In gioco c’è la credibilità degli affidamenti ad aziende di servizio spa (S. Felice è stato tra gli ultimi comuni della Valtenesi ad affidare la gestione dei propri servizi a Gardauno) ma anche la credibilità di tante campagne per l’acqua pubblica che proprio nel comune rivierasco avevano raggiunto importanti risultati in termini di graduale limitazione in scuole e ristoranti del ricorso all’acqua minerale in bottiglia. Sull’emergenza a S. Felice non solo l’indagine aperta da Procura e Nas deve fare il suo corso, ma serve un’assunzione di responsabilità anche a un altro livello, che chiami in causa modalità e trasparenza dei controlli sull’acqua pubblica mettendo in discussione l’ambiguo rapporto tra enti locali e Aziende di servizio Spa (anche a capitale intermente pubblico). Recenti esperienze internazionali ci dicono che tutto ciò è possibile. La privatizzazione dell'acqua è nata in Francia a metà del XIX° secolo. Nel 2010 l'acqua dell'acquedotto di Parigi, che si spartivano Edf-Suez e Veolia, ritornerà pubblica.

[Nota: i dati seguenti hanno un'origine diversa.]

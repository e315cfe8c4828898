//! End-to-end scenarios for the chain engine: extension, reorgs,
//! orphans, bad proof of work, and mempool double spends.

use std::sync::Arc;

use secp256k1::{PublicKey, Secp256k1, SecretKey};

use thunderbolt_chain::{
    block::{merkle, Block, Header, Height},
    parameters::Network,
    transaction::{sighash, Transaction},
    transparent::{CoinbaseData, Input, LockScript, OutPoint, Output, Script},
    work::difficulty::CompactDifficulty,
};
use thunderbolt_consensus::{
    chain::{AcceptOutcome, ChainEngine, ChainEvent, ChainListener},
    error::{BlockError, TransactionError},
    mempool::{Mempool, MempoolInsertOutcome},
    subsidy,
};
use thunderbolt_state::{Config, FinalizedState};

struct TestChain {
    _dir: tempfile::TempDir,
    engine: ChainEngine,
    secret: SecretKey,
    payout: LockScript,
}

fn keypair() -> (SecretKey, PublicKey) {
    let secp = Secp256k1::new();
    let secret = SecretKey::from_slice(&[7u8; 32]).expect("constant key is valid");
    let public = PublicKey::from_secret_key(&secp, &secret);
    (secret, public)
}

fn new_chain() -> TestChain {
    thunderbolt_test::init();

    let dir = tempfile::tempdir().unwrap();
    let config = Config {
        cache_dir: dir.path().to_path_buf(),
        segment_bytes: 4 * 1024 * 1024,
    };
    let state = FinalizedState::new(&config, Network::Testnet).unwrap();
    let engine = ChainEngine::new(state, Mempool::new(0), Network::Testnet).unwrap();

    let (secret, public) = keypair();
    TestChain {
        _dir: dir,
        engine,
        secret,
        payout: LockScript::single_sig(public.serialize().to_vec()),
    }
}

/// Mine a child block: assemble the coinbase, compute the merkle root,
/// and grind nonces against the (easy) testnet target.
fn mine_child(
    parent: &Header,
    parent_height: u64,
    txs: Vec<Arc<Transaction>>,
    payout: &LockScript,
    tag: u8,
) -> Arc<Block> {
    let height = Height(parent_height + 1);

    let coinbase = Transaction::new(
        1,
        vec![Input::Coinbase {
            height,
            data: CoinbaseData::new(vec![tag]).unwrap(),
        }],
        vec![Output {
            value: subsidy::block_subsidy(height).unwrap(),
            lock_script: payout.clone(),
        }],
        0,
    );

    let mut transactions = vec![Arc::new(coinbase)];
    transactions.extend(txs);

    let merkle_root: merkle::Root = transactions.iter().map(|tx| tx.hash()).collect();
    let bits: CompactDifficulty = parent.bits;
    let target = bits.to_expanded().expect("testnet bits are valid");

    let mut nonce = 0u64;
    let header = loop {
        let header = Header::new(
            1,
            parent.hash(),
            merkle_root,
            height.0 * 600,
            bits,
            nonce,
        );
        if header.hash() <= target {
            break header;
        }
        nonce += 1;
    };

    Arc::new(Block {
        header,
        transactions,
    })
}

/// A transaction spending the (matured) coinbase of `block`, paying the
/// full value back to `payout`.
fn spend_coinbase(
    block: &Block,
    payout: &LockScript,
    secret: &SecretKey,
) -> Arc<Transaction> {
    let coinbase = &block.transactions[0];
    let outpoint = OutPoint {
        tx_id: coinbase.hash(),
        index: 0,
    };
    let lock = coinbase.outputs[0].lock_script.clone();

    let digest = sighash::signing_digest(&outpoint, &lock);
    let signature = sighash::sign(&digest, secret);

    Arc::new(Transaction::new(
        1,
        vec![Input::PrevOut {
            outpoint,
            unlock_script: Script(signature.to_vec()),
        }],
        vec![Output {
            value: coinbase.outputs[0].value,
            lock_script: payout.clone(),
        }],
        0,
    ))
}

/// Extend the engine's chain by `count` empty blocks, returning them.
fn extend_chain(chain: &mut TestChain, count: u64, tag: u8) -> Vec<Arc<Block>> {
    let mut blocks = Vec::with_capacity(count as usize);
    for _ in 0..count {
        let tip = chain.engine.tip().clone();
        let block = mine_child(&tip.header, tip.height.0, vec![], &chain.payout, tag);
        match chain.engine.accept(block.clone()).unwrap() {
            AcceptOutcome::Accepted => {}
            other => panic!("expected Accepted, got {:?}", other),
        }
        blocks.push(block);
    }
    blocks
}

#[test]
fn linear_extension_updates_tip_and_utxo_set() {
    let mut chain = new_chain();
    let genesis = chain.engine.tip().clone();

    let b1 = mine_child(&genesis.header, 0, vec![], &chain.payout, 0);
    let outcome = chain.engine.accept(b1.clone()).unwrap();
    assert!(matches!(outcome, AcceptOutcome::Accepted));

    let tip = chain.engine.tip();
    assert_eq!(tip.hash(), b1.hash());
    assert_eq!(tip.height, Height(1));

    // The coinbase output is now spendable state.
    let outpoint = OutPoint {
        tx_id: b1.transactions[0].hash(),
        index: 0,
    };
    let utxo = chain.engine.state().utxo(&outpoint).unwrap().unwrap();
    assert_eq!(utxo.output.value, subsidy::block_subsidy(Height(1)).unwrap());
    assert!(utxo.from_coinbase);

    // The mempool saw nothing.
    assert_eq!(chain.engine.mempool().count(), 0);

    // Accepting the same block again is a no-op.
    let again = chain.engine.accept(b1).unwrap();
    assert!(matches!(again, AcceptOutcome::AlreadyKnown));
}

#[test]
fn cumulative_work_accumulates_along_the_chain() {
    let mut chain = new_chain();
    let genesis = chain.engine.tip().clone();

    extend_chain(&mut chain, 2, 0);
    let tip = chain.engine.tip().clone();

    let parent = chain
        .engine
        .state()
        .metadata(&tip.header.parent_hash)
        .unwrap()
        .unwrap();

    assert!(tip.cum_work > parent.cum_work);
    assert!(parent.cum_work > genesis.cum_work);
}

#[test]
fn orphan_is_not_stored_until_its_parent_arrives() {
    let mut chain = new_chain();
    let genesis = chain.engine.tip().clone();

    let b1 = mine_child(&genesis.header, 0, vec![], &chain.payout, 0);
    let b2 = mine_child(&b1.header, 1, vec![], &chain.payout, 0);

    // Out of order: the child first.
    let outcome = chain.engine.accept(b2.clone()).unwrap();
    assert!(matches!(outcome, AcceptOutcome::Orphan));
    assert_eq!(chain.engine.tip().hash(), genesis.hash());
    assert!(!chain.engine.state().contains_block(&b2.hash()).unwrap());

    // The parent connects, then resubmitting the child extends.
    assert!(matches!(
        chain.engine.accept(b1.clone()).unwrap(),
        AcceptOutcome::Accepted
    ));
    assert!(matches!(
        chain.engine.accept(b2.clone()).unwrap(),
        AcceptOutcome::Accepted
    ));
    assert_eq!(chain.engine.tip().hash(), b2.hash());
}

#[test]
fn insufficient_proof_of_work_is_invalid_and_unpersisted() {
    let mut chain = new_chain();
    let genesis = chain.engine.tip().clone();

    // Grind in the wrong direction: find a header *above* the target.
    let target = genesis.header.bits.to_expanded().unwrap();
    let coinbase = Transaction::new(
        1,
        vec![Input::Coinbase {
            height: Height(1),
            data: CoinbaseData::new(vec![9]).unwrap(),
        }],
        vec![Output {
            value: subsidy::block_subsidy(Height(1)).unwrap(),
            lock_script: chain.payout.clone(),
        }],
        0,
    );
    let transactions = vec![Arc::new(coinbase)];
    let merkle_root: merkle::Root = transactions.iter().map(|tx| tx.hash()).collect();

    let mut nonce = 0u64;
    let header = loop {
        let header = Header::new(
            1,
            genesis.hash(),
            merkle_root,
            600,
            genesis.header.bits,
            nonce,
        );
        if header.hash() > target {
            break header;
        }
        nonce += 1;
    };
    let bad = Arc::new(Block {
        header,
        transactions,
    });

    let outcome = chain.engine.accept(bad.clone()).unwrap();
    match outcome {
        AcceptOutcome::Invalid(BlockError::DifficultyFilter(hash)) => {
            assert_eq!(hash, bad.hash())
        }
        other => panic!("expected a difficulty filter failure, got {:?}", other),
    }

    assert_eq!(chain.engine.tip().hash(), genesis.hash());
    assert!(!chain.engine.state().contains_block(&bad.hash()).unwrap());
}

#[test]
fn mempool_rejects_double_spends_and_immature_coinbases() {
    let mut chain = new_chain();
    let blocks = extend_chain(&mut chain, 99, 0);
    let funding = blocks[0].clone(); // height 1 coinbase

    // Tip height is 99: the next block is 100, and 100 - 1 < maturity.
    let spend = spend_coinbase(&funding, &chain.payout, &chain.secret);
    match chain.engine.add_transaction(spend.clone()).unwrap() {
        MempoolInsertOutcome::Invalid(TransactionError::ImmatureCoinbaseSpend) => {}
        other => panic!("expected an immature coinbase rejection, got {:?}", other),
    }

    // One more block and the coinbase matures exactly.
    extend_chain(&mut chain, 1, 0);
    assert!(matches!(
        chain.engine.add_transaction(spend.clone()).unwrap(),
        MempoolInsertOutcome::Added
    ));
    assert!(chain.engine.mempool().contains(&spend.hash()));

    // A second spend of the same output is rejected; only the first stays.
    let rival = {
        // Same input, different output lock, so the id differs.
        let (_, public) = keypair();
        let mut lock = LockScript::single_sig(public.serialize().to_vec());
        lock.params.0.push(0);
        spend_with_lock(&funding, &lock, &chain.secret)
    };
    match chain.engine.add_transaction(rival.clone()).unwrap() {
        MempoolInsertOutcome::Invalid(TransactionError::MissingInput(_)) => {}
        other => panic!("expected a double spend rejection, got {:?}", other),
    }
    assert_eq!(chain.engine.mempool().count(), 1);
    assert!(!chain.engine.mempool().contains(&rival.hash()));
}

/// Like [`spend_coinbase`], but paying to an arbitrary lock.
fn spend_with_lock(block: &Block, payout: &LockScript, secret: &SecretKey) -> Arc<Transaction> {
    let coinbase = &block.transactions[0];
    let outpoint = OutPoint {
        tx_id: coinbase.hash(),
        index: 0,
    };
    let lock = coinbase.outputs[0].lock_script.clone();

    let digest = sighash::signing_digest(&outpoint, &lock);
    let signature = sighash::sign(&digest, secret);

    Arc::new(Transaction::new(
        1,
        vec![Input::PrevOut {
            outpoint,
            unlock_script: Script(signature.to_vec()),
        }],
        vec![Output {
            value: coinbase.outputs[0].value,
            lock_script: payout.clone(),
        }],
        0,
    ))
}

#[test]
fn reorganization_switches_to_the_heavier_branch() {
    let mut chain = new_chain();

    // A main chain long enough for a mature coinbase spend.
    let blocks = extend_chain(&mut chain, 101, 0);
    let funding = blocks[0].clone();
    let fork_base = blocks[99].clone(); // height 100

    // The old branch's last block confirms a spend of the mature coinbase.
    let spend = spend_coinbase(&funding, &chain.payout, &chain.secret);
    let tip = chain.engine.tip().clone();
    let spend_block = mine_child(
        &tip.header,
        tip.height.0,
        vec![spend.clone()],
        &chain.payout,
        0,
    );
    assert!(matches!(
        chain.engine.accept(spend_block.clone()).unwrap(),
        AcceptOutcome::Accepted
    ));
    let old_tip = chain.engine.tip().clone();
    assert_eq!(old_tip.height, Height(102));

    let spend_outpoint = OutPoint {
        tx_id: spend.hash(),
        index: 0,
    };
    assert!(chain.engine.state().utxo(&spend_outpoint).unwrap().is_some());

    // A side branch from height 100: two blocks only store...
    let s1 = mine_child(&fork_base.header, 100, vec![], &chain.payout, 1);
    let s2 = mine_child(&s1.header, 101, vec![], &chain.payout, 1);
    assert!(matches!(
        chain.engine.accept(s1.clone()).unwrap(),
        AcceptOutcome::SideChain
    ));
    assert!(matches!(
        chain.engine.accept(s2.clone()).unwrap(),
        AcceptOutcome::SideChain
    ));
    assert_eq!(chain.engine.tip().hash(), old_tip.hash());

    // ...but the third outweighs the old branch and triggers the switch.
    let s3 = mine_child(&s2.header, 102, vec![], &chain.payout, 1);
    assert!(matches!(
        chain.engine.accept(s3.clone()).unwrap(),
        AcceptOutcome::Accepted
    ));

    let new_tip = chain.engine.tip().clone();
    assert_eq!(new_tip.hash(), s3.hash());
    assert_eq!(new_tip.height, Height(103));
    assert!(new_tip.cum_work > old_tip.cum_work);

    // The old branch's effects are gone: the spend's output vanished
    // and the spent coinbase is a UTXO again.
    assert!(chain.engine.state().utxo(&spend_outpoint).unwrap().is_none());
    let funding_outpoint = OutPoint {
        tx_id: funding.transactions[0].hash(),
        index: 0,
    };
    assert!(chain
        .engine
        .state()
        .utxo(&funding_outpoint)
        .unwrap()
        .is_some());

    // The unconfirmed-again spend went back to the mempool.
    assert!(chain.engine.mempool().contains(&spend.hash()));

    // Old-branch coinbases are no longer UTXOs; new-branch ones are.
    let old_coinbase = OutPoint {
        tx_id: spend_block.transactions[0].hash(),
        index: 0,
    };
    assert!(chain.engine.state().utxo(&old_coinbase).unwrap().is_none());
    let new_coinbase = OutPoint {
        tx_id: s3.transactions[0].hash(),
        index: 0,
    };
    assert!(chain.engine.state().utxo(&new_coinbase).unwrap().is_some());

    // The main-chain index follows the new branch.
    assert_eq!(
        chain.engine.state().main_chain_hash(Height(101)).unwrap(),
        Some(s1.hash())
    );
}

/// A listener that journals events, standing in for the wallet.
struct RecordingListener {
    events: std::sync::mpsc::Sender<(Vec<u64>, usize, usize)>,
}

impl ChainListener for RecordingListener {
    fn chain_updated(&mut self, event: &ChainEvent) {
        let connected: Vec<u64> = event.connected.iter().map(|(_, h)| h.0).collect();
        let _ = self.events.send((
            connected,
            event.disconnected.len(),
            event.created_utxos.len(),
        ));
    }
}

#[test]
fn listeners_observe_commits_in_order() {
    let mut chain = new_chain();

    let (sender, receiver) = std::sync::mpsc::channel();
    chain
        .engine
        .add_listener(Box::new(RecordingListener { events: sender }));

    extend_chain(&mut chain, 3, 0);

    let heights: Vec<Vec<u64>> = receiver.try_iter().map(|(h, _, _)| h).collect();
    assert_eq!(heights, vec![vec![1], vec![2], vec![3]]);
}

#[test]
fn block_with_invalid_spend_is_rejected_at_connect() {
    let mut chain = new_chain();
    let blocks = extend_chain(&mut chain, 100, 0);

    // Forge a spend of a mature coinbase with a garbage signature.
    let tip = chain.engine.tip().clone();
    let coinbase = &blocks[0].transactions[0];
    let bogus = Arc::new(Transaction::new(
        1,
        vec![Input::PrevOut {
            outpoint: OutPoint {
                tx_id: coinbase.hash(),
                index: 0,
            },
            unlock_script: Script(vec![0u8; 64]),
        }],
        vec![Output {
            value: coinbase.outputs[0].value,
            lock_script: chain.payout.clone(),
        }],
        0,
    ));

    let bad_block = mine_child(&tip.header, tip.height.0, vec![bogus], &chain.payout, 0);
    let outcome = chain.engine.accept(bad_block).unwrap();
    assert!(matches!(outcome, AcceptOutcome::Invalid(_)));
    assert_eq!(chain.engine.tip().hash(), tip.hash());
}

Il Sindaco di Parigi ha garantito che darà un'acqua migliore, ad un costo inferiore a tutti i Parigini: meditate gente, meditate!
[1] Si veda Galgano F., Le società per azioni, Zanichelli, Bologna, 1978.
[2] Si vedano gli articoli di Bresciaoggi e Il Giornale di Brescia del 23 giugno. Ancora oggi (2 luglio 2009) il sito ufficiale di Gardauno Spa non riporta alcuna nota in merito alle cause dell’accaduto.